Who gives him money: Traditional law firms, the insurance sector and rich people; Hollywood insiders recently donated $ 100,000 to his Democratic PAC.

Greatest idea for the economy: His Biden Institute pushes technical education and increased bargaining power for American workers as a solution to the lagging working and middle classes.

Follow social media: Twitter: 3.31 million, Facebook: 1.37 million, Instagram: 1.2 million.

Who will like this candidate?: Democrats who think a safe pair of hands is a tested white man, independents who are nostalgic for the Obama administration, Republicans have lost Trump.

Who will hate this candidate: Progressive millennials longing for a new generation of leaders, extreme right-wing conservatives who hated Obama.


Stacey Abrams

AP Photo / John Amis

Stacey Abrams during a gubernatorial debate in Georgia.

A lawyer, businesswoman and writer – she has sold more than 100,000 romantic suspense novels under the pseudonym Selena Montgomery-Abrams was a representative of the Georgian state from 2007 to 2017. She was the Democratic candidate in the 2016 gubernatorial race in that state, narrowly lost to Secretary of State Brian Kemp, who was later accused of voter oppression against women and minorities. That race and its impeccable delivery of the Democratic rebuke to Donald Trump's 2019 State of the Union raised her national profile.

Age: 45 Years in politics: 12

Who gives her money: Her gubernatorial campaign was largely funded by individual donations, many from outside of Georgia.
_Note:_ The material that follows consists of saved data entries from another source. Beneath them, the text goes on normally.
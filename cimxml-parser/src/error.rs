//! Error types and the diagnostics handler for CIMXML parsing

/// Error type for CIMXML parsing operations
#[derive(Debug, thiserror::Error)]
pub enum ParseError {
    /// RDF/XML grammar violation
    #[error("parse error at byte {position}: {message}")]
    Syntax {
        /// Byte offset into the input
        position: u64,
        /// What went wrong
        message: String,
    },

    /// XML well-formedness or tokenizer failure
    #[error("XML error at byte {position}: {message}")]
    Xml {
        /// Byte offset into the input
        position: u64,
        /// The tokenizer's message
        message: String,
    },

    /// Dataset or graph failure surfaced through the parse API
    #[error(transparent)]
    Graph(#[from] cimxml_graph::GraphError),

    /// Profile wrapping or registration failure
    #[error(transparent)]
    Profile(#[from] cimxml_profile::ProfileError),
}

/// Result type for CIMXML parsing operations
pub type Result<T> = std::result::Result<T, ParseError>;

/// Diagnostics consumer for the parser.
///
/// Warnings are recoverable and never abort a parse. Errors abort: the
/// parser calls [`ErrorHandler::error`] and then returns the corresponding
/// [`ParseError`] to the caller.
pub trait ErrorHandler {
    /// A recoverable diagnostic.
    fn warning(&mut self, message: &str, position: u64);

    /// An unrecoverable diagnostic; the parse stops after this call.
    fn error(&mut self, message: &str, position: u64) {
        let _ = (message, position);
    }
}

/// Default handler: routes diagnostics to `tracing`.
#[derive(Debug, Default)]
pub struct TracingErrorHandler;

impl ErrorHandler for TracingErrorHandler {
    fn warning(&mut self, message: &str, position: u64) {
        tracing::warn!(position, "{message}");
    }

    fn error(&mut self, message: &str, position: u64) {
        tracing::error!(position, "{message}");
    }
}

/// Handler that collects warnings, for tests and callers that want to
/// inspect diagnostics after a parse.
#[derive(Debug, Default)]
pub struct CollectingErrorHandler {
    /// Collected warning messages with their byte offsets.
    pub warnings: Vec<(String, u64)>,
}

impl ErrorHandler for CollectingErrorHandler {
    fn warning(&mut self, message: &str, position: u64) {
        self.warnings.push((message.to_string(), position));
    }
}
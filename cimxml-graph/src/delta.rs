//! Delta overlay: additions and deletions over a borrowed base graph
//!
//! The net view is `(base - deletions) ∪ additions`, maintained under the
//! invariants `additions ∩ base = ∅` and `deletions ⊆ base`. The delta
//! borrows its base; dropping the delta never drops the base.

use crate::{GraphView, IndexedGraph, IndexingMode, PrefixMap, Triple, TriplePattern};

/// Additions/deletions overlay over a base graph.
///
/// Materializes a difference model against a predecessor full model without
/// copying the base. `add` of a triple already in the base and `delete` of a
/// triple not in the base are no-ops on the respective set.
pub struct DeltaGraph<'a> {
    base: &'a dyn GraphView,
    additions: IndexedGraph,
    deletions: IndexedGraph,
    prefixes: PrefixMap,
}

impl<'a> DeltaGraph<'a> {
    /// Create an empty delta over the given base.
    pub fn new(base: &'a dyn GraphView) -> Self {
        Self {
            base,
            additions: IndexedGraph::new(IndexingMode::LazyParallel),
            deletions: IndexedGraph::new(IndexingMode::LazyParallel),
            prefixes: PrefixMap::new(),
        }
    }

    /// Create a delta from pre-built addition and deletion sets.
    ///
    /// The caller vouches that `deletions ⊆ base` and
    /// `additions ∩ base = ∅`.
    pub fn from_parts(
        base: &'a dyn GraphView,
        additions: IndexedGraph,
        deletions: IndexedGraph,
    ) -> Self {
        Self {
            base,
            additions,
            deletions,
            prefixes: PrefixMap::new(),
        }
    }

    /// Rebase onto a new base graph, reusing the addition/deletion sets.
    ///
    /// No compatibility checks are performed; the caller vouches that the
    /// new base is compatible with the previous one.
    pub fn rebase<'b>(self, new_base: &'b dyn GraphView) -> DeltaGraph<'b> {
        DeltaGraph {
            base: new_base,
            additions: self.additions,
            deletions: self.deletions,
            prefixes: self.prefixes,
        }
    }

    /// Add a triple to the net view.
    pub fn add(&mut self, triple: Triple) {
        if !self.base.contains(&triple) {
            self.additions.add(triple.clone());
        }
        self.deletions.delete(&triple);
    }

    /// Delete a triple from the net view.
    pub fn delete(&mut self, triple: &Triple) {
        self.additions.delete(triple);
        if self.base.contains(triple) {
            self.deletions.add(triple.clone());
        }
    }

    /// True if the delta carries any additions or deletions.
    pub fn has_changes(&self) -> bool {
        !self.additions.is_empty() || !self.deletions.is_empty()
    }

    /// The base graph.
    pub fn base(&self) -> &dyn GraphView {
        self.base
    }

    /// The addition set.
    pub fn additions(&self) -> &IndexedGraph {
        &self.additions
    }

    /// The deletion set.
    pub fn deletions(&self) -> &IndexedGraph {
        &self.deletions
    }

    /// Bind a prefix on the delta's own prefix map.
    pub fn set_prefix(&mut self, prefix: impl Into<String>, namespace: impl Into<String>) {
        self.prefixes.insert(prefix.into(), namespace.into());
    }

    /// Copy all bindings from the given prefix map.
    pub fn set_prefixes(&mut self, prefixes: &PrefixMap) {
        for (p, ns) in prefixes {
            self.prefixes.insert(p.clone(), ns.clone());
        }
    }
}

impl GraphView for DeltaGraph<'_> {
    fn contains(&self, triple: &Triple) -> bool {
        if self.base.contains(triple) {
            !self.deletions.contains(triple)
        } else {
            self.additions.contains(triple)
        }
    }

    fn find<'b>(&'b self, pattern: &TriplePattern) -> Box<dyn Iterator<Item = &'b Triple> + 'b> {
        // Base matches minus deletions, then additions; disjoint by
        // construction, so no deduplication is needed.
        let base_part = self
            .base
            .find(pattern)
            .filter(|t| !self.deletions.contains(t));
        Box::new(base_part.chain(self.additions.find(pattern)))
    }

    fn len(&self) -> usize {
        self.base.len() + self.additions.len() - self.deletions.len()
    }

    fn prefixes(&self) -> &PrefixMap {
        &self.prefixes
    }
}
#[test]
fn uuid_fixups_warn() {
    let cimxml = r#"<?xml version="1.0" encoding="utf-8"?>
        <rdf:RDF xmlns:cim="http://iec.ch/TC57/CIM100#"
                 xmlns:rdf="http://www.w3.org/1999/02/22-rdf-syntax-ns#">
         <cim:MyEquipment rdf:ID="_ABCDEF01-2345-6789-ABCD-EF0123456789">
           <cim:IdentifiedObject.name>upper</cim:IdentifiedObject.name>
         </cim:MyEquipment>
         <cim:MyEquipment rdf:ID="_abcdef0123456789abcdef0123456789">
           <cim:IdentifiedObject.name>dashless</cim:IdentifiedObject.name>
         </cim:MyEquipment>
        </rdf:RDF>"#;

    let mut sink = DatasetSink::new();
    let mut handler = CollectingErrorHandler::default();
    run_parse(cimxml.as_bytes(), None, None, &mut sink, &mut handler).unwrap();
    let dataset = sink.into_dataset();
    let body = dataset.graph(DEFAULT_GRAPH_IRI).unwrap();

    assert!(body.contains(&Triple::new(
        iri("urn:uuid:abcdef01-2345-6789-abcd-ef0123456789"),
        cim("IdentifiedObject.name"),
        Term::string("upper"),
    )));
    assert!(body.contains(&Triple::new(
        iri("urn:uuid:abcdef01-2345-6789-abcd-ef0123456789"),
        cim("IdentifiedObject.name"),
        Term::string("dashless"),
    )));
    assert!(handler
        .warnings
        .iter()
        .any(|(m, _)| m.contains("upper case")));
    assert!(handler
        .warnings
        .iter()
        .any(|(m, _)| m.contains("without dashes")));
}
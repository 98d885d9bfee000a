// ============================================================================
// Session Routes
// ============================================================================
//
// Endpoints:
// - POST /sessions - Store the API key as the session cookie, redirect
// - GET /sessions - Current user and their projects
// - GET /sessions/destroy - Clear the session cookie, redirect
//
// ============================================================================

use axum::{
    Json,
    extract::State,
    http::{
        StatusCode,
        header::{LOCATION, SET_COOKIE},
    },
    response::{IntoResponse, Response},
};
use std::sync::Arc;

use crate::config::Config;
use crate::context::AppContext;
use crate::error::AppError;
use crate::projection::SessionView;
use crate::routes::extractors::{Session, ValidForm};
use crate::session::{CookieDirective, destroy_session, establish_session};
use crate::validation::LoginForm;

/// POST /sessions
pub async fn create_session(
    State(ctx): State<Arc<AppContext>>,
    ValidForm(form): ValidForm<LoginForm>,
) -> Result<Response, AppError> {
    let api_key = form.into_api_key()?;
    let cookie = establish_session(&ctx.config, &api_key);

    tracing::debug!("Session established");
    redirect_to_dashboard(&ctx.config, &cookie)
}

/// GET /sessions
pub async fn get_session(
    State(ctx): State<Arc<AppContext>>,
    Session(token): Session,
) -> Result<Json<SessionView>, AppError> {
    let me = ctx.platform.me(&token).await?;
    Ok(Json(me.into()))
}

/// GET /sessions/destroy
pub async fn destroy(State(ctx): State<Arc<AppContext>>) -> Result<Response, AppError> {
    let cookie = destroy_session(&ctx.config);
    redirect_to_dashboard(&ctx.config, &cookie)
}

/// 302 to the dashboard carrying one `Set-Cookie`
fn redirect_to_dashboard(config: &Config, cookie: &CookieDirective) -> Result<Response, AppError> {
    let location = axum::http::HeaderValue::from_str(&config.dashboard_url)
        .map_err(|_| AppError::internal("dashboard URL is not a valid header value"))?;

    Ok((
        StatusCode::FOUND,
        [(LOCATION, location), (SET_COOKIE, cookie.to_header_value()?)],
    )
        .into_response())
}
Half – about $ 8 million – were contributions of $ 200 or less.

Greatest idea for the economy: Tackling poverty in the working class by fighting stagnating wages, offering skills training and encouraging financial literacy.

Follow social media: Twitter: 410,000, Facebook: 215,600, Instagram: 386,000.

Who will like this candidate?: Young voters seeking a radically different face for the US presidency are calling for justice reform, extensive access to affordable education and higher investment in the working class.

Who will hate this candidate: Voters looking for a candidate with extensive experience in a senior position, people who are uncomfortable with the idea of ​​a woman of color as president.



Michael Bloomberg

Reuters / Mike Segar

Waiting in the wings.

The billionaire, who earned his money in Wall Street financial information, announced that he would not run on March 5 in 2020. Bloomberg became mayor of New York in 2001 and switched to operate as a republican. He fought controversially for rewriting city rules to make himself run for a third term. He re-registered as a democrat in October 2018. Bloomberg CEO, he is a philanthropist and a political donor, who gives $ 100 million to democratic campaigns in the medium term. He also finances non-profit gun control Everytown for Gun Safety. In a Bloomberg column (paywall) in which he announced his decision, he said he would rather continue his work than campaigns.

Age: 76 Years in politics: 18

Who gives him money: No one. He has funded his own campaigns.

Greatest idea for the economy: Promises that he can lead the US government, the country's largest employer, more efficiently than any recent president.

Follow social media: Twitter: 2.29 million, Facebook: 756,400, Instagram: 191,000.

Who will like this candidate?: Other centrists who think a steady hand means an older billionaire; gun control supporters.

Who will hate this candidate: Anyone hungry to see a younger, less white, less male, non-billionaire is the face of the Democratic party.